**What is required:** Copy each of the records exactly.

**Data in this exercise:**
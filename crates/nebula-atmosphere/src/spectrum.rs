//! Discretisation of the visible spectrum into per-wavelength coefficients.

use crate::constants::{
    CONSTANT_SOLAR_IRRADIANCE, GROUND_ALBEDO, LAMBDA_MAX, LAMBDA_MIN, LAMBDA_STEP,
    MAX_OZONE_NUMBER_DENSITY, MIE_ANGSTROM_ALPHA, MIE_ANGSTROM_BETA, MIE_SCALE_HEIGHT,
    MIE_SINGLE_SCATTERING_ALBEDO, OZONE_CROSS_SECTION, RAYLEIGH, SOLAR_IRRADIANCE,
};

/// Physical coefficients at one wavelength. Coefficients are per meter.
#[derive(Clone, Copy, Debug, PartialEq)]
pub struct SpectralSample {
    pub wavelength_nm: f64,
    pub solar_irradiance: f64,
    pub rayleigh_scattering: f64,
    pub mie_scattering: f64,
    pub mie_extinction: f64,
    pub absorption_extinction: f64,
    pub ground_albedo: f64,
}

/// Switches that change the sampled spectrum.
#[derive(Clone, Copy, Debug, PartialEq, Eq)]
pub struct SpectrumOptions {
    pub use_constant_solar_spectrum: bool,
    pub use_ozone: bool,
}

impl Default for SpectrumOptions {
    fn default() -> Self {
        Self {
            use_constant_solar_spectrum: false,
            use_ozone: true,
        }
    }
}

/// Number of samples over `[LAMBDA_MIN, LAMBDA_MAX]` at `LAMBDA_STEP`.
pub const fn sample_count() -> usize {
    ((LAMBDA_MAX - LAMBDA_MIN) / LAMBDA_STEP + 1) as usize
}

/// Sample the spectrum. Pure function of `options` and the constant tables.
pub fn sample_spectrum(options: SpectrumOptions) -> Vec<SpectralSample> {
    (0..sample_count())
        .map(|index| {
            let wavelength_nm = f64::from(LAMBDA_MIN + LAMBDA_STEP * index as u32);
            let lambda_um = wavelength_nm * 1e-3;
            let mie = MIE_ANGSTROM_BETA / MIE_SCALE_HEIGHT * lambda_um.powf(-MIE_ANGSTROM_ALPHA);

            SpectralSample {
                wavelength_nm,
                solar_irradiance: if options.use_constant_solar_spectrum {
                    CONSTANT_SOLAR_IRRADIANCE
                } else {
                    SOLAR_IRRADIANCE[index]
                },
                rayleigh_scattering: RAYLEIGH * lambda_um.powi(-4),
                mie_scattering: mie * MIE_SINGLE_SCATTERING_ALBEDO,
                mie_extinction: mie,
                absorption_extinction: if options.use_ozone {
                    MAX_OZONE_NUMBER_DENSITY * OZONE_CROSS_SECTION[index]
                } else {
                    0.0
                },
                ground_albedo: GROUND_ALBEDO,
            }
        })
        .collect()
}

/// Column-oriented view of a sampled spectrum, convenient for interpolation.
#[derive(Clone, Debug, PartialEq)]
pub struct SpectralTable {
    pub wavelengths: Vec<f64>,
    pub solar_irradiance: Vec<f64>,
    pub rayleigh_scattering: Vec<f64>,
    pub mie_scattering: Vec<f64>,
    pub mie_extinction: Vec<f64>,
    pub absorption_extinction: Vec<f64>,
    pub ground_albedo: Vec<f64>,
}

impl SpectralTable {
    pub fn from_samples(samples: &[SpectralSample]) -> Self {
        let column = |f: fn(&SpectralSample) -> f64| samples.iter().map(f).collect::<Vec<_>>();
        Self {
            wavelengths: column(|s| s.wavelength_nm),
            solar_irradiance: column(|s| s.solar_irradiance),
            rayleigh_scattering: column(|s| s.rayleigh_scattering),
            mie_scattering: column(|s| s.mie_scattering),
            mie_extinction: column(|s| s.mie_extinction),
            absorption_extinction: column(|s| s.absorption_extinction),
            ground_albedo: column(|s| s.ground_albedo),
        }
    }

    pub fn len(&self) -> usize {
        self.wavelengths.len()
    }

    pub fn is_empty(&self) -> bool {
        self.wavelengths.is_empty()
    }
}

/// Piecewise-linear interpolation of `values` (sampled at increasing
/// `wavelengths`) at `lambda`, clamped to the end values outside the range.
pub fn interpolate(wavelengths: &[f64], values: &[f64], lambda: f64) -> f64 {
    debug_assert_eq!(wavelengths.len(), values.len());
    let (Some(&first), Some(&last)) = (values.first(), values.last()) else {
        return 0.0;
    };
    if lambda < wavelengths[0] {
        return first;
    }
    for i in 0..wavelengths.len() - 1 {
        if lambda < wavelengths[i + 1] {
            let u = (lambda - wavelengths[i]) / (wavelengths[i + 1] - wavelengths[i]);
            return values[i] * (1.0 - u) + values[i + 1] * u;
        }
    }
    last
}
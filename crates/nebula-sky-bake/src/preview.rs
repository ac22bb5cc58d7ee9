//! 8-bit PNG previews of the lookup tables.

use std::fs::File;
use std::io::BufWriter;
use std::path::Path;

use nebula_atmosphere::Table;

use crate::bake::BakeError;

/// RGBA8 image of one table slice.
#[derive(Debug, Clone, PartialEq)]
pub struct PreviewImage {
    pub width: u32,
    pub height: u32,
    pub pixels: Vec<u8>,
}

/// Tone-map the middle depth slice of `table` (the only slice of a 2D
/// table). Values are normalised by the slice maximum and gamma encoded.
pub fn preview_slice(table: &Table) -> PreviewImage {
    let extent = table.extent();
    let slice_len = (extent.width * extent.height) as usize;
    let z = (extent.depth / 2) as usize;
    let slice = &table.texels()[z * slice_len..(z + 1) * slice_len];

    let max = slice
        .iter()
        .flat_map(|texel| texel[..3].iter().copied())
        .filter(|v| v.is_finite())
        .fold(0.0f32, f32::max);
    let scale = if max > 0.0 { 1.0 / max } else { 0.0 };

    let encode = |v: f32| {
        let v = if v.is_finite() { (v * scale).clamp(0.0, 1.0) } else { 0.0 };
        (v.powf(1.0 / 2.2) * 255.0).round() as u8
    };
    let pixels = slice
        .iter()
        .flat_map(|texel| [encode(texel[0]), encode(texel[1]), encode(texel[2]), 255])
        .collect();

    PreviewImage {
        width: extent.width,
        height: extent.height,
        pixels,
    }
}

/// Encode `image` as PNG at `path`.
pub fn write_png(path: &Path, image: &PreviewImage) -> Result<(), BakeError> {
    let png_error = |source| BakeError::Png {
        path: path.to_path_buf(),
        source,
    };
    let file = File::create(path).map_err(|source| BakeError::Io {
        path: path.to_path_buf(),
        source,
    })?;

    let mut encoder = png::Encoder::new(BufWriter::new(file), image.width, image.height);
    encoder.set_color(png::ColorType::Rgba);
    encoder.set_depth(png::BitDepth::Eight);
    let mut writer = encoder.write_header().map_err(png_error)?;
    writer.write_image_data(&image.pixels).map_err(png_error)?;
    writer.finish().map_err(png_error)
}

**Output for this exercise:**
filename crates/nebula-atmosphere/src/spectrum.rs
//! Discretisation of the visible spectrum into per-wavelength coefficients.

use crate::constants::{
    CONSTANT_SOLAR_IRRADIANCE, GROUND_ALBEDO, LAMBDA_MAX, LAMBDA_MIN, LAMBDA_STEP,
    MAX_OZONE_NUMBER_DENSITY, MIE_ANGSTROM_ALPHA, MIE_ANGSTROM_BETA, MIE_SCALE_HEIGHT,
    MIE_SINGLE_SCATTERING_ALBEDO, OZONE_CROSS_SECTION, RAYLEIGH, SOLAR_IRRADIANCE,
};

/// Physical coefficients at one wavelength. Coefficients are per meter.
#[derive(Clone, Copy, Debug, PartialEq)]
pub struct SpectralSample {
    pub wavelength_nm: f64,
    pub solar_irradiance: f64,
    pub rayleigh_scattering: f64,
    pub mie_scattering: f64,
    pub mie_extinction: f64,
    pub absorption_extinction: f64,
    pub ground_albedo: f64,
}

/// Switches that change the sampled spectrum.
#[derive(Clone, Copy, Debug, PartialEq, Eq)]
pub struct SpectrumOptions {
    pub use_constant_solar_spectrum: bool,
    pub use_ozone: bool,
}

impl Default for SpectrumOptions {
    fn default() -> Self {
        Self {
            use_constant_solar_spectrum: false,
            use_ozone: true,
        }
    }
}

/// Number of samples over `[LAMBDA_MIN, LAMBDA_MAX]` at `LAMBDA_STEP`.
pub const fn sample_count() -> usize {
    ((LAMBDA_MAX - LAMBDA_MIN) / LAMBDA_STEP + 1) as usize
}

/// Sample the spectrum. Pure function of `options` and the constant tables.
pub fn sample_spectrum(options: SpectrumOptions) -> Vec<SpectralSample> {
    (0..sample_count())
        .map(|index| {
            let wavelength_nm = f64::from(LAMBDA_MIN + LAMBDA_STEP * index as u32);
            let lambda_um = wavelength_nm * 1e-3;
            let mie = MIE_ANGSTROM_BETA / MIE_SCALE_HEIGHT * lambda_um.powf(-MIE_ANGSTROM_ALPHA);

            SpectralSample {
                wavelength_nm,
                solar_irradiance: if options.use_constant_solar_spectrum {
                    CONSTANT_SOLAR_IRRADIANCE
                } else {
                    SOLAR_IRRADIANCE[index]
                },
                rayleigh_scattering: RAYLEIGH * lambda_um.powi(-4),
                mie_scattering: mie * MIE_SINGLE_SCATTERING_ALBEDO,
                mie_extinction: mie,
                absorption_extinction: if options.use_ozone {
                    MAX_OZONE_NUMBER_DENSITY * OZONE_CROSS_SECTION[index]
                } else {
                    0.0
                },
                ground_albedo: GROUND_ALBEDO,
            }
        })
        .collect()
}

/// Column-oriented view of a sampled spectrum, convenient for interpolation.
#[derive(Clone, Debug, PartialEq)]
pub struct SpectralTable {
    pub wavelengths: Vec<f64>,
    pub solar_irradiance: Vec<f64>,
    pub rayleigh_scattering: Vec<f64>,
    pub mie_scattering: Vec<f64>,
    pub mie_extinction: Vec<f64>,
    pub absorption_extinction: Vec<f64>,
    pub ground_albedo: Vec<f64>,
}

impl SpectralTable {
    pub fn from_samples(samples: &[SpectralSample]) -> Self {
        let column = |f: fn(&SpectralSample) -> f64| samples.iter().map(f).collect::<Vec<_>>();
        Self {
            wavelengths: column(|s| s.wavelength_nm),
            solar_irradiance: column(|s| s.solar_irradiance),
            rayleigh_scattering: column(|s| s.rayleigh_scattering),
            mie_scattering: column(|s| s.mie_scattering),
            mie_extinction: column(|s| s.mie_extinction),
            absorption_extinction: column(|s| s.absorption_extinction),
            ground_albedo: column(|s| s.ground_albedo),
        }
    }

    pub fn len(&self) -> usize {
        self.wavelengths.len()
    }

    pub fn is_empty(&self) -> bool {
        self.wavelengths.is_empty()
    }
}

/// Piecewise-linear interpolation of `values` (sampled at increasing
/// `wavelengths`) at `lambda`, clamped to the end values outside the range.
pub fn interpolate(wavelengths: &[f64], values: &[f64], lambda: f64) -> f64 {
    debug_assert_eq!(wavelengths.len(), values.len());
    let (Some(&first), Some(&last)) = (values.first(), values.last()) else {
        return 0.0;
    };
    if lambda < wavelengths[0] {
        return first;
    }
    for i in 0..wavelengths.len() - 1 {
        if lambda < wavelengths[i + 1] {
            let u = (lambda - wavelengths[i]) / (wavelengths[i + 1] - wavelengths[i]);
            return values[i] * (1.0 - u) + values[i + 1] * u;
        }
    }
    last
}
filename crates/nebula-sky-bake/src/preview.rs
repository ac22bb5cc58d7ee9
//! 8-bit PNG previews of the lookup tables.

use std::fs::File;
use std::io::BufWriter;
use std::path::Path;

use nebula_atmosphere::Table;

use crate::bake::BakeError;

/// RGBA8 image of one table slice.
#[derive(Debug, Clone, PartialEq)]
pub struct PreviewImage {
    pub width: u32,
    pub height: u32,
    pub pixels: Vec<u8>,
}

/// Tone-map the middle depth slice of `table` (the only slice of a 2D
/// table). Values are normalised by the slice maximum and gamma encoded.
pub fn preview_slice(table: &Table) -> PreviewImage {
    let extent = table.extent();
    let slice_len = (extent.width * extent.height) as usize;
    let z = (extent.depth / 2) as usize;
    let slice = &table.texels()[z * slice_len..(z + 1) * slice_len];

    let max = slice
        .iter()
        .flat_map(|texel| texel[..3].iter().copied())
        .filter(|v| v.is_finite())
        .fold(0.0f32, f32::max);
    let scale = if max > 0.0 { 1.0 / max } else { 0.0 };

    let encode = |v: f32| {
        let v = if v.is_finite() { (v * scale).clamp(0.0, 1.0) } else { 0.0 };
        (v.powf(1.0 / 2.2) * 255.0).round() as u8
    };
    let pixels = slice
        .iter()
        .flat_map(|texel| [encode(texel[0]), encode(texel[1]), encode(texel[2]), 255])
        .collect();

    PreviewImage {
        width: extent.width,
        height: extent.height,
        pixels,
    }
}

/// Encode `image` as PNG at `path`.
pub fn write_png(path: &Path, image: &PreviewImage) -> Result<(), BakeError> {
    let png_error = |source| BakeError::Png {
        path: path.to_path_buf(),
        source,
    };
    let file = File::create(path).map_err(|source| BakeError::Io {
        path: path.to_path_buf(),
        source,
    })?;

    let mut encoder = png::Encoder::new(BufWriter::new(file), image.width, image.height);
    encoder.set_color(png::ColorType::Rgba);
    encoder.set_depth(png::BitDepth::Eight);
    let mut writer = encoder.write_header().map_err(png_error)?;
    writer.write_image_data(&image.pixels).map_err(png_error)?;
    writer.finish().map_err(png_error)
}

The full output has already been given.